Als »systemisch« wird heute ein Ansatz bezeichnet, der sich ab Mitte des vorigen Jahrhunderts zunächst als »Familientherapie« etablierte, dann aber zunehmend unabhängig vom Familien-Setting spezifische Konzepte und Methoden entwickelte.

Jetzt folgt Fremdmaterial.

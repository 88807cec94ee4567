use ladder_common::{CompetitionStatus, InvalidTransition, MatchOutcome};
use sea_orm::DbErr;
use thiserror::Error;

/// Hard faults. Any of these aborts the in-flight transaction with no partial
/// state persisted and is surfaced to the caller/operators.
#[derive(Debug, Error)]
pub enum LadderError {
    #[error("database error: {0}")]
    Db(#[from] DbErr),

    #[error("competition {0} not found")]
    CompetitionNotFound(i32),

    #[error("match {0} not found")]
    MatchNotFound(i32),

    #[error("agent {0} not known to the registry")]
    AgentNotFound(i32),

    #[error("map {0} not known to the registry")]
    MapNotFound(i32),

    #[error("agent {agent_id} is not enrolled in competition {competition_id}")]
    ParticipantNotFound { competition_id: i32, agent_id: i32 },

    #[error("competition {0} is {1} and not accepting participants")]
    EnrollmentClosed(i32, CompetitionStatus),

    #[error("match {0} already has a result")]
    ResultAlreadyRecorded(i32),

    #[error("match {0} has no result")]
    ResultNotFound(i32),

    #[error("match {0} was never started")]
    MatchNotStarted(i32),

    #[error("outcome {0} defines no winner but counts for rating")]
    NoWinnerMapping(MatchOutcome),

    #[error(transparent)]
    InvalidTransition(#[from] InvalidTransition),

    #[error("invariant violation: {0}")]
    InvariantViolation(String),

    #[error("registry error: {0}")]
    Registry(anyhow::Error),
}

impl From<anyhow::Error> for LadderError {
    fn from(err: anyhow::Error) -> Self {
        LadderError::Registry(err)
    }
}

/// Soft, per-competition reasons round generation can refuse. The dispatcher
/// logs these at debug and moves on to the next competition; they never
/// surface as an error to the caller.
#[derive(Debug, Error)]
pub enum GenerateRoundError {
    #[error("competition is {0}, not open")]
    CompetitionNotOpen(CompetitionStatus),

    #[error("no enabled maps")]
    NoEnabledMaps,

    #[error("not enough available agents ({available})")]
    NotEnoughAgents { available: usize },

    #[error("incomplete round limit reached ({limit})")]
    RoundLimitReached { limit: i32 },

    /// Not a soft condition: bubbled up as a hard fault by the dispatcher.
    #[error(transparent)]
    Hard(#[from] LadderError),
}

impl GenerateRoundError {
    /// Whether the dispatcher may swallow this and continue scanning.
    pub fn is_soft(&self) -> bool {
        !matches!(self, GenerateRoundError::Hard(_))
    }
}

impl From<DbErr> for GenerateRoundError {
    fn from(err: DbErr) -> Self {
        GenerateRoundError::Hard(LadderError::Db(err))
    }
}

Heute findet man dieses Modell im psychotherapeutischen Bereich auch als Einzel-, Paar-, Familien-, Gruppen- und Multifamiliengruppentherapie (Ludewig 1992, 2002; von Schlippe / Schweitzer 1996; Boscolo / Bertrando 1997, Schiepek 1999; Kriz 2001; Schindler 2005) – im Jahr 2008 erfolgte nach langen Auseinandersetzungen die Anerkennung der systemischen Therapie als wissenschaftliches Verfahren (von Sydow / Beher / Retzlaff / Schweitzer 2007). Man findet das Modell im Erziehungs- und Sozialwesen als systemische Pädagogik (Voss 2005), in der Kindertherapie (Retzlaff 2008) bzw. in der sozialen Arbeit (Ritscher 2002). Besonders stark hat es sich in Profit- und Nonprofit-Unternehmen als systemisches Management und als systemische Führungskräfte-, Team- und Organisationsberatung (Trebesch 2000, Königswieser / Hillebrand 2004, Wimmer 2004) etabliert. Zudem ist eine Vielzahl von Methoden und Interventionsformen entstanden (z.B. Königswieser / Exner 2002; Schwing / Fryszer 2006; Hansen 2007; Caby / Caby 2009; Klein / Kannicht 2009).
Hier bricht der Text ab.